Interesting, when I was in Kyoto I was too shy to ask take photos of geisha/maiko I saw, though I did notice other foreigners (wish there was a more nuanced term but whatever) had no qualms just taking out their big DSLR, snapping a photo on some taken aback or shy group of maiko without asking, and continuing along.
In the article, what really strikes me are the quotes:
- “They have lived through the ages and remain to this day,” said Ponkka. “They are unlike anything else you see in Japan. Most of Japanese culture today is just a mixture of things from overseas.”
- “You don’t know who they are and what they do, and so much of them is hidden,” said Anna Kalshoven, a visitor from Amsterdam. “They are like the exact opposite of what we are and what we know” in the West.
Anyway, this was interesting:
- Yuji Nakanishi, professor of tourism at Rikkyo University in Saitama near Tokyo, said that the friction over tourist behavior arises from a perception gap. “Japanese tend to associate tourism with historical landmarks, but foreigners are interested in people’s lives and their lifestyles,” he said. “Places like the fish market were never really considered a tourist site until quite recently, so both sides are really confused.”
At the turn of the 20th Century, Japanese 'villages' and their exotic occupants delighted and mystified visitors to the Great Exhibitions and Worlds' Fairs . At the beginning of the 21st Century, Japanese tourists have reversed the gaze and now may visit a range of European 'countries', as well as several other cultural worlds, without ever leaving the shores of Japan. This book suggests that these and other exciting Asian theme parks pose a challenge to Western notions of leisure, education, and entertainment.
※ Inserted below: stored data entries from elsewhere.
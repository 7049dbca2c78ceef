//! Error types and retry classification.
//!
//! Failures fall into four groups:
//!
//! 1. **Connectivity** ([`SessionError`]): the scanning host could not be reached
//!    or refused the session. These never cross the transport boundary; the
//!    executor logs them and reports exit code `-1`.
//! 2. **Protocol** ([`ParseError`]): the remote command answered, but not in the
//!    expected `key=value` form.
//! 3. **Preconditions** ([`OrchestratorError`], [`ConfigError`]): missing
//!    configuration, unknown releases, ambiguous source attachments, bad teams.
//! 4. **Timeouts** ([`ExecError`]): a command outlived its execution budget.
//!
//! Callers that want to retry a failed connection can ask
//! [`SessionError::is_retryable`]. Authentication failures are never retryable
//! and take precedence over connection keywords in the same message.

use std::time::Duration;

use thiserror::Error;

/// Authentication error patterns that indicate permanent failures.
const AUTH_ERRORS: &[&str] = &[
    "authentication failed",
    "key authentication failed",
    "permission denied",
    "publickey",
    "auth fail",
    "no authentication",
    "all authentication methods failed",
];

/// Connection error patterns that indicate transient failures.
const RETRYABLE_ERRORS: &[&str] = &[
    "connection refused",
    "connection reset",
    "connection timed out",
    "timeout",
    "network is unreachable",
    "no route to host",
    "host is down",
    "temporary failure",
    "resource temporarily unavailable",
    "handshake failed",
    "failed to connect",
    "broken pipe",
    "would block",
];

/// Determines if an error message describes a transient failure.
///
/// Unknown messages are retryable unless they look like an SSH protocol error
/// without a timeout or connect keyword.
pub(crate) fn is_retryable_error(error: &str) -> bool {
    let error_lower = error.to_lowercase();

    for auth_err in AUTH_ERRORS {
        if error_lower.contains(auth_err) {
            return false;
        }
    }

    for retryable_err in RETRYABLE_ERRORS {
        if error_lower.contains(retryable_err) {
            return true;
        }
    }

    !error_lower.contains("ssh")
        || error_lower.contains("timeout")
        || error_lower.contains("connect")
}

/// Failure to obtain or use a remote session.
#[derive(Debug, Error)]
pub enum SessionError {
    #[error("Failed to load private key from {path}: {reason}")]
    Credentials { path: String, reason: String },

    #[error("Connection timed out after {0:?}")]
    ConnectTimeout(Duration),

    #[error("Failed to connect: {0}")]
    Connect(String),

    #[error("Key authentication failed for user {0}")]
    Authentication(String),

    #[error("Host key of {host} was rejected ({fingerprint})")]
    HostKeyRejected { host: String, fingerprint: String },

    #[error("Channel error: {0}")]
    Channel(String),
}

impl SessionError {
    /// Whether opening a new session could succeed on a later attempt.
    pub fn is_retryable(&self) -> bool {
        match self {
            SessionError::Credentials { .. }
            | SessionError::Authentication(_)
            | SessionError::HostKeyRejected { .. } => false,
            other => is_retryable_error(&other.to_string()),
        }
    }
}

/// A command exceeded its execution timeout.
#[derive(Debug, Error, PartialEq, Eq)]
pub enum ExecError {
    #[error("Command timed out after {0:?}")]
    Timeout(Duration),
}

/// Remote output did not contain the expected `key=value` token.
#[derive(Debug, Error, PartialEq, Eq)]
pub enum ParseError {
    #[error("No '{key}=' token in output: {output:?}")]
    MissingToken { key: &'static str, output: String },

    #[error("Invalid value '{value}' for '{key}'")]
    InvalidValue { key: &'static str, value: String },
}

#[derive(Debug, Error, PartialEq, Eq)]
pub enum ConfigError {
    #[error("Missing configuration value: {0}")]
    Missing(&'static str),

    #[error("Invalid configuration value for {name}: {reason}")]
    Invalid { name: &'static str, reason: String },
}

#[derive(Debug, Error)]
pub enum StoreError {
    #[error("Record not found: {0}")]
    NotFound(String),

    #[error("Store backend failure: {0}")]
    Backend(String),

    #[error(transparent)]
    Io(#[from] std::io::Error),
}

/// Errors returned to callers of the upload orchestrator.
#[derive(Debug, Error)]
pub enum OrchestratorError {
    #[error("Release {0} not found")]
    ReleaseNotFound(String),

    #[error("Release {release} has {count} source attachments, expected exactly one")]
    SourceAttachmentCount { release: String, count: usize },

    #[error("Invalid clearing team: '{0}'")]
    InvalidTeam(String),

    #[error(transparent)]
    Store(#[from] StoreError),

    #[error(transparent)]
    Exec(#[from] ExecError),
}

#[cfg(test)]
mod tests {
    use super::*;

    mod retry_classification {
        use super::*;

        #[test]
        fn test_auth_errors_not_retryable() {
            assert!(!is_retryable_error("Authentication failed"));
            assert!(!is_retryable_error("permission denied (publickey)"));
            assert!(!is_retryable_error("All authentication methods failed"));
        }

        #[test]
        fn test_connection_errors_retryable() {
            assert!(is_retryable_error("Connection refused"));
            assert!(is_retryable_error("connection reset by peer"));
            assert!(is_retryable_error("Network is unreachable"));
            assert!(is_retryable_error("Temporary failure in name resolution"));
        }

        #[test]
        fn test_ssh_protocol_error_not_retryable() {
            assert!(!is_retryable_error("SSH protocol error"));
            assert!(is_retryable_error("SSH connection timeout"));
        }

        #[test]
        fn test_auth_error_takes_precedence_over_connection() {
            assert!(!is_retryable_error(
                "Connection timeout during authentication failed"
            ));
        }

        #[test]
        fn test_unknown_error_without_ssh_is_retryable() {
            assert!(is_retryable_error("Something went wrong"));
            assert!(is_retryable_error(""));
        }
    }

    mod session_error {
        use super::*;

        #[test]
        fn test_connect_timeout_is_retryable() {
            let err = SessionError::ConnectTimeout(Duration::from_secs(10));
            assert!(err.is_retryable());
        }

        #[test]
        fn test_refused_connection_is_retryable() {
            let err = SessionError::Connect("Connection refused (os error 111)".to_string());
            assert!(err.is_retryable());
        }

        #[test]
        fn test_credential_failures_are_permanent() {
            let err = SessionError::Credentials {
                path: "/keys/id_rsa".to_string(),
                reason: "No such file".to_string(),
            };
            assert!(!err.is_retryable());
            assert!(!SessionError::Authentication("sw360".to_string()).is_retryable());
        }

        #[test]
        fn test_host_key_rejection_is_permanent() {
            let err = SessionError::HostKeyRejected {
                host: "scanner".to_string(),
                fingerprint: "SHA256:abc".to_string(),
            };
            assert!(!err.is_retryable());
            assert!(err.to_string().contains("scanner"));
        }
    }

    mod messages {
        use super::*;

        #[test]
        fn test_attachment_count_message() {
            let err = OrchestratorError::SourceAttachmentCount {
                release: "r1".to_string(),
                count: 2,
            };
            assert_eq!(
                err.to_string(),
                "Release r1 has 2 source attachments, expected exactly one"
            );
        }

        #[test]
        fn test_timeout_converts_into_orchestrator_error() {
            let err: OrchestratorError = ExecError::Timeout(Duration::from_secs(5)).into();
            assert!(matches!(err, OrchestratorError::Exec(ExecError::Timeout(_))));
        }
    }
}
Is this a case of reverse orientalism? Or is it simply a commercial follow-up on the success of Tokyo Disneyland? Is it an appropriation by one rich nation of a whole world of cultural delights from the countries that have influenced its twentieth-century success? Can the parks be seen as political statements about the heritage on which Japan now draws so freely? Or are they new forms of ethnographic museum?
Examining Japanese parks in the context of a variety of historical examples of cultural display in Europe, the U.S. and Australia, as well as other Asian examples, the author calls into question the too easy adoption of postmodern theory as an ethnocentrically Western phenomenon and clearly shows that Japan has given theme parks an entirely new mode of interpretation.
Well, off to Bangkok tomorrow. Let the tourism begin!